RECORDED DATA:
────────────────────
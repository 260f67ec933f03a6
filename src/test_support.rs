//! In-memory cluster fake for exercising reconcile/status/file paths
//! without a live API server.

use std::collections::{HashMap, VecDeque};
use std::sync::atomic::{AtomicBool, Ordering};
use std::sync::Mutex;

use async_trait::async_trait;
use bytes::Bytes;
use k8s_openapi::api::apps::v1::{Deployment, StatefulSet};
use k8s_openapi::api::core::v1::{
    ConfigMap, Container, ContainerStatus, Event as CoreEvent, Namespace, PersistentVolumeClaim,
    Pod, PodCondition, PodSpec, PodStatus, Service,
};
use k8s_openapi::api::events::v1::Event as ModernEvent;
use k8s_openapi::api::networking::v1::Ingress;
use k8s_openapi::apimachinery::pkg::apis::meta::v1::ObjectMeta;

use crate::client::{ClusterClient, LogStream};
use crate::error::{OrchestratorError, OrchestratorResult};
use crate::models::ExecOutput;

type Key = (String, String);

#[derive(Default)]
pub(crate) struct FakeCluster {
    pub namespaces: Mutex<HashMap<String, Namespace>>,
    pub deployments: Mutex<HashMap<Key, Deployment>>,
    pub stateful_sets: Mutex<HashMap<Key, StatefulSet>>,
    pub services: Mutex<HashMap<Key, Service>>,
    pub ingresses: Mutex<HashMap<Key, Ingress>>,
    pub config_maps: Mutex<HashMap<Key, ConfigMap>>,
    pub pvcs: Mutex<HashMap<Key, PersistentVolumeClaim>>,
    pub pods: Mutex<Vec<Pod>>,
    pub logs: Mutex<HashMap<String, String>>,
    pub core_events: Mutex<Vec<CoreEvent>>,
    pub modern_events: Mutex<Vec<ModernEvent>>,
    pub patches: Mutex<Vec<(String, serde_json::Value)>>,
    pub exec_queue: Mutex<VecDeque<ExecOutput>>,
    pub exec_calls: Mutex<Vec<(Vec<String>, Option<Bytes>)>>,
    pub fail_all: AtomicBool,
    pub fail_logs: AtomicBool,
}

impl FakeCluster {
    pub fn new() -> Self {
        Self::default()
    }

    fn check(&self) -> OrchestratorResult<()> {
        if self.fail_all.load(Ordering::SeqCst) {
            Err(OrchestratorError::transport("injected transport failure"))
        } else {
            Ok(())
        }
    }

    pub fn push_exec(&self, output: ExecOutput) {
        self.exec_queue.lock().unwrap().push_back(output);
    }

    pub fn add_ready_pod(&self, name: &str, container: &str) {
        self.pods.lock().unwrap().push(ready_pod(name, container));
    }

    fn get_from<T: Clone>(
        &self,
        map: &Mutex<HashMap<Key, T>>,
        namespace: &str,
        name: &str,
    ) -> OrchestratorResult<Option<T>> {
        self.check()?;
        Ok(map.lock().unwrap().get(&key(namespace, name)).cloned())
    }

    fn create_in<T: Clone>(
        &self,
        map: &Mutex<HashMap<Key, T>>,
        namespace: &str,
        name: &str,
        obj: &T,
    ) -> OrchestratorResult<bool> {
        self.check()?;
        let mut map = map.lock().unwrap();
        if map.contains_key(&key(namespace, name)) {
            return Ok(false);
        }
        map.insert(key(namespace, name), obj.clone());
        Ok(true)
    }

    fn patch_in<T>(
        &self,
        map: &Mutex<HashMap<Key, T>>,
        namespace: &str,
        name: &str,
        patch: &serde_json::Value,
    ) -> OrchestratorResult<()> {
        self.check()?;
        if !map.lock().unwrap().contains_key(&key(namespace, name)) {
            return Err(OrchestratorError::not_found("object", name, namespace));
        }
        self.patches
            .lock()
            .unwrap()
            .push((format!("{}/{}", namespace, name), patch.clone()));
        Ok(())
    }

    fn delete_in<T>(
        &self,
        map: &Mutex<HashMap<Key, T>>,
        namespace: &str,
        name: &str,
    ) -> OrchestratorResult<bool> {
        self.check()?;
        Ok(map.lock().unwrap().remove(&key(namespace, name)).is_some())
    }
}

pub(crate) fn ready_pod(name: &str, container: &str) -> Pod {
    Pod {
        metadata: ObjectMeta {
            name: Some(name.to_string()),
            ..Default::default()
        },
        spec: Some(PodSpec {
            containers: vec![Container {
                name: container.to_string(),
                ..Default::default()
            }],
            node_name: Some("node-1".to_string()),
            ..Default::default()
        }),
        status: Some(PodStatus {
            phase: Some("Running".to_string()),
            pod_ip: Some("10.1.2.3".to_string()),
            conditions: Some(vec![PodCondition {
                type_: "Ready".to_string(),
                status: "True".to_string(),
                ..Default::default()
            }]),
            container_statuses: Some(vec![ContainerStatus {
                name: container.to_string(),
                ready: true,
                restart_count: 0,
                ..Default::default()
            }]),
            ..Default::default()
        }),
    }
}

fn key(namespace: &str, name: &str) -> Key {
    (namespace.to_string(), name.to_string())
}

fn name_of(meta: &ObjectMeta) -> String {
    meta.name.clone().unwrap_or_default()
}

#[async_trait]
impl ClusterClient for FakeCluster {
    async fn get_namespace(&self, name: &str) -> OrchestratorResult<Option<Namespace>> {
        self.check()?;
        Ok(self.namespaces.lock().unwrap().get(name).cloned())
    }

    async fn create_namespace(&self, namespace: &Namespace) -> OrchestratorResult<bool> {
        self.check()?;
        let name = name_of(&namespace.metadata);
        let mut map = self.namespaces.lock().unwrap();
        if map.contains_key(&name) {
            return Ok(false);
        }
        map.insert(name, namespace.clone());
        Ok(true)
    }

    async fn list_namespaces(&self) -> OrchestratorResult<Vec<Namespace>> {
        self.check()?;
        Ok(self.namespaces.lock().unwrap().values().cloned().collect())
    }

    async fn get_pvc(
        &self,
        namespace: &str,
        name: &str,
    ) -> OrchestratorResult<Option<PersistentVolumeClaim>> {
        self.get_from(&self.pvcs, namespace, name)
    }

    async fn create_pvc(
        &self,
        namespace: &str,
        pvc: &PersistentVolumeClaim,
    ) -> OrchestratorResult<bool> {
        self.create_in(&self.pvcs, namespace, &name_of(&pvc.metadata), pvc)
    }

    async fn get_config_map(
        &self,
        namespace: &str,
        name: &str,
    ) -> OrchestratorResult<Option<ConfigMap>> {
        self.get_from(&self.config_maps, namespace, name)
    }

    async fn create_config_map(
        &self,
        namespace: &str,
        config_map: &ConfigMap,
    ) -> OrchestratorResult<bool> {
        self.create_in(
            &self.config_maps,
            namespace,
            &name_of(&config_map.metadata),
            config_map,
        )
    }

    async fn patch_config_map(
        &self,
        namespace: &str,
        name: &str,
        patch: &serde_json::Value,
    ) -> OrchestratorResult<()> {
        self.patch_in(&self.config_maps, namespace, name, patch)
    }

    async fn delete_config_map(&self, namespace: &str, name: &str) -> OrchestratorResult<bool> {
        self.delete_in(&self.config_maps, namespace, name)
    }

    async fn get_deployment(
        &self,
        namespace: &str,
        name: &str,
    ) -> OrchestratorResult<Option<Deployment>> {
        self.get_from(&self.deployments, namespace, name)
    }

    async fn create_deployment(
        &self,
        namespace: &str,
        deployment: &Deployment,
    ) -> OrchestratorResult<bool> {
        self.create_in(
            &self.deployments,
            namespace,
            &name_of(&deployment.metadata),
            deployment,
        )
    }

    async fn patch_deployment(
        &self,
        namespace: &str,
        name: &str,
        patch: &serde_json::Value,
    ) -> OrchestratorResult<()> {
        self.patch_in(&self.deployments, namespace, name, patch)
    }

    async fn delete_deployment(&self, namespace: &str, name: &str) -> OrchestratorResult<bool> {
        self.delete_in(&self.deployments, namespace, name)
    }

    async fn list_deployments(&self, namespace: &str) -> OrchestratorResult<Vec<Deployment>> {
        self.check()?;
        Ok(self
            .deployments
            .lock()
            .unwrap()
            .iter()
            .filter(|((ns, _), _)| ns == namespace)
            .map(|(_, d)| d.clone())
            .collect())
    }

    async fn get_stateful_set(
        &self,
        namespace: &str,
        name: &str,
    ) -> OrchestratorResult<Option<StatefulSet>> {
        self.get_from(&self.stateful_sets, namespace, name)
    }

    async fn create_stateful_set(
        &self,
        namespace: &str,
        stateful_set: &StatefulSet,
    ) -> OrchestratorResult<bool> {
        self.create_in(
            &self.stateful_sets,
            namespace,
            &name_of(&stateful_set.metadata),
            stateful_set,
        )
    }

    async fn patch_stateful_set(
        &self,
        namespace: &str,
        name: &str,
        patch: &serde_json::Value,
    ) -> OrchestratorResult<()> {
        self.patch_in(&self.stateful_sets, namespace, name, patch)
    }

    async fn delete_stateful_set(&self, namespace: &str, name: &str) -> OrchestratorResult<bool> {
        self.delete_in(&self.stateful_sets, namespace, name)
    }

    async fn list_stateful_sets(&self, namespace: &str) -> OrchestratorResult<Vec<StatefulSet>> {
        self.check()?;
        Ok(self
            .stateful_sets
            .lock()
            .unwrap()
            .iter()
            .filter(|((ns, _), _)| ns == namespace)
            .map(|(_, s)| s.clone())
            .collect())
    }

    async fn get_service(
        &self,
        namespace: &str,
        name: &str,
    ) -> OrchestratorResult<Option<Service>> {
        self.get_from(&self.services, namespace, name)
    }

    async fn create_service(
        &self,
        namespace: &str,
        service: &Service,
    ) -> OrchestratorResult<bool> {
        self.create_in(
            &self.services,
            namespace,
            &name_of(&service.metadata),
            service,
        )
    }

    async fn patch_service(
        &self,
        namespace: &str,
        name: &str,
        patch: &serde_json::Value,
    ) -> OrchestratorResult<()> {
        self.patch_in(&self.services, namespace, name, patch)
    }

    async fn delete_service(&self, namespace: &str, name: &str) -> OrchestratorResult<bool> {
        self.delete_in(&self.services, namespace, name)
    }

    async fn get_ingress(
        &self,
        namespace: &str,
        name: &str,
    ) -> OrchestratorResult<Option<Ingress>> {
        self.get_from(&self.ingresses, namespace, name)
    }

    async fn create_ingress(
        &self,
        namespace: &str,
        ingress: &Ingress,
    ) -> OrchestratorResult<bool> {
        self.create_in(
            &self.ingresses,
            namespace,
            &name_of(&ingress.metadata),
            ingress,
        )
    }

    async fn patch_ingress(
        &self,
        namespace: &str,
        name: &str,
        patch: &serde_json::Value,
    ) -> OrchestratorResult<()> {
        self.patch_in(&self.ingresses, namespace, name, patch)
    }

    async fn delete_ingress(&self, namespace: &str, name: &str) -> OrchestratorResult<bool> {
        self.delete_in(&self.ingresses, namespace, name)
    }

    async fn list_pods(
        &self,
        _namespace: &str,
        _label_selector: &str,
    ) -> OrchestratorResult<Vec<Pod>> {
        self.check()?;
        Ok(self.pods.lock().unwrap().clone())
    }

    async fn pod_logs(
        &self,
        _namespace: &str,
        pod: &str,
        _container: Option<&str>,
        _tail_lines: i64,
        _since_seconds: Option<i64>,
        _previous: bool,
    ) -> OrchestratorResult<String> {
        self.check()?;
        if self.fail_logs.load(Ordering::SeqCst) {
            return Err(OrchestratorError::transport("injected log failure"));
        }
        Ok(self
            .logs
            .lock()
            .unwrap()
            .get(pod)
            .cloned()
            .unwrap_or_default())
    }

    async fn stream_pod_logs(
        &self,
        _namespace: &str,
        pod: &str,
        _container: Option<&str>,
        _tail_lines: i64,
    ) -> OrchestratorResult<LogStream> {
        self.check()?;
        let data = self
            .logs
            .lock()
            .unwrap()
            .get(pod)
            .cloned()
            .unwrap_or_default();
        Ok(Box::pin(futures::io::Cursor::new(data.into_bytes())))
    }

    async fn list_core_events(&self, _namespace: &str) -> OrchestratorResult<Vec<CoreEvent>> {
        self.check()?;
        Ok(self.core_events.lock().unwrap().clone())
    }

    async fn list_modern_events(&self, _namespace: &str) -> OrchestratorResult<Vec<ModernEvent>> {
        self.check()?;
        Ok(self.modern_events.lock().unwrap().clone())
    }

    async fn exec(
        &self,
        _namespace: &str,
        _pod: &str,
        _container: &str,
        command: &[String],
        stdin: Option<Bytes>,
    ) -> OrchestratorResult<ExecOutput> {
        self.check()?;
        self.exec_calls
            .lock()
            .unwrap()
            .push((command.to_vec(), stdin));
        Ok(self
            .exec_queue
            .lock()
            .unwrap()
            .pop_front()
            .unwrap_or_default())
    }
}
────────────────────
EXERCISE GOAL: Each line in the entries above that includes the string "load" should be extracted.

REPLY:
        if self.fail_all.load(Ordering::SeqCst) {
        if self.fail_logs.load(Ordering::SeqCst) {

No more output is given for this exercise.